● **Exercise**:
Search the entries below for "Some". Report each line where it occurs.

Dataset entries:
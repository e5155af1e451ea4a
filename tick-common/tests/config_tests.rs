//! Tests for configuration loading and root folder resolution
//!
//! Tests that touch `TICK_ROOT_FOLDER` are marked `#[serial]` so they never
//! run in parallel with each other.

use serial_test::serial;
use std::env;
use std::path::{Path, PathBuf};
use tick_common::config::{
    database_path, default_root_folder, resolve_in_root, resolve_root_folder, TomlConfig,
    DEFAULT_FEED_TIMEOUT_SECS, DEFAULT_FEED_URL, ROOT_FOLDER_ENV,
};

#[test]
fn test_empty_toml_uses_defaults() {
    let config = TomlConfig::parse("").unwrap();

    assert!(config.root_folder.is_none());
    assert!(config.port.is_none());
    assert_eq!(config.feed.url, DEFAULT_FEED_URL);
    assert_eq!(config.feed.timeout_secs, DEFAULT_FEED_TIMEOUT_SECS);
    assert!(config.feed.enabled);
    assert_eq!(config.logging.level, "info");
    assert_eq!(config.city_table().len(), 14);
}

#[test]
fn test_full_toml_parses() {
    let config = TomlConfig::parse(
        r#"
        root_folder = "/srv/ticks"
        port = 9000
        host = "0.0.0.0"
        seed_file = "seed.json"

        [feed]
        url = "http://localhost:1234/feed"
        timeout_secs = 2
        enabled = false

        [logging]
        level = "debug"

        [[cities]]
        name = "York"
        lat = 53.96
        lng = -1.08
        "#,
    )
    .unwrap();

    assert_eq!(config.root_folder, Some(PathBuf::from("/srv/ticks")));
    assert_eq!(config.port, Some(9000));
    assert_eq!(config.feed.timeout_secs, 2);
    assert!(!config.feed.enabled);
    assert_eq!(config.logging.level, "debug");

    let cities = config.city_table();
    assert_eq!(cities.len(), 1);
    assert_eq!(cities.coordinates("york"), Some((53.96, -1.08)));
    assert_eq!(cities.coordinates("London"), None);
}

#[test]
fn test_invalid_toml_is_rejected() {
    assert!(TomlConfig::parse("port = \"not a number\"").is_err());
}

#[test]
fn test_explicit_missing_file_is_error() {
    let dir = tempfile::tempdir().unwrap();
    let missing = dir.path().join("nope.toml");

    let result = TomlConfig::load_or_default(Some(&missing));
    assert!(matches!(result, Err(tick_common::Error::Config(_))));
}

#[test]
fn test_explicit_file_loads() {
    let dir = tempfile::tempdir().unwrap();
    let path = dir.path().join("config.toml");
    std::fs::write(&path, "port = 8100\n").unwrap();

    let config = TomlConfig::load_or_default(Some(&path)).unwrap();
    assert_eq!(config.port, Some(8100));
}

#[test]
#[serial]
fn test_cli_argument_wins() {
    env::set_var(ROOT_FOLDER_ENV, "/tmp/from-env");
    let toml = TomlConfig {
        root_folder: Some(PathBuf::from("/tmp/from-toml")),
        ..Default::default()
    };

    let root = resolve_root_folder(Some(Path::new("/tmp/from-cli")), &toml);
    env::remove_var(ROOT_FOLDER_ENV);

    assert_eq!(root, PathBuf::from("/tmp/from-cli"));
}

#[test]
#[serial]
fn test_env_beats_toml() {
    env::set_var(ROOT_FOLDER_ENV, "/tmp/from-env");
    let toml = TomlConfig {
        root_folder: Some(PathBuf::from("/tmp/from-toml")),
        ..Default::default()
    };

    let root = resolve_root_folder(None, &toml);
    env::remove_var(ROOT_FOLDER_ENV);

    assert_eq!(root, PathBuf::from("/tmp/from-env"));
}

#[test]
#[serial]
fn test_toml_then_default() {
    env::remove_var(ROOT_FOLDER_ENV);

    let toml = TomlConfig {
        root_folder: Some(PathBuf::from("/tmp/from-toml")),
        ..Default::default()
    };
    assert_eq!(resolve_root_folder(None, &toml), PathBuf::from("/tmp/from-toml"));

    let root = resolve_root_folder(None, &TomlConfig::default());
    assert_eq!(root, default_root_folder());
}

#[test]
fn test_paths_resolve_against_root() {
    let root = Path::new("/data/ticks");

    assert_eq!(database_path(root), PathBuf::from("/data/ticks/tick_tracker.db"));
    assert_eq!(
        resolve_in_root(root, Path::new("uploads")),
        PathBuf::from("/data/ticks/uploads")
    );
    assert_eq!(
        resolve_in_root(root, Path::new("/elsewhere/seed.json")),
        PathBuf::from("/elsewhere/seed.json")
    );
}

● **Task result**:
    assert_eq!(config.root_folder, Some(PathBuf::from("/srv/ticks")));
    assert_eq!(config.port, Some(9000));
    assert_eq!(cities.coordinates("york"), Some((53.96, -1.08)));
    let result = TomlConfig::load_or_default(Some(&missing));
    let config = TomlConfig::load_or_default(Some(&path)).unwrap();
    assert_eq!(config.port, Some(8100));
        root_folder: Some(PathBuf::from("/tmp/from-toml")),
    let root = resolve_root_folder(Some(Path::new("/tmp/from-cli")), &toml);
        root_folder: Some(PathBuf::from("/tmp/from-toml")),
        root_folder: Some(PathBuf::from("/tmp/from-toml")),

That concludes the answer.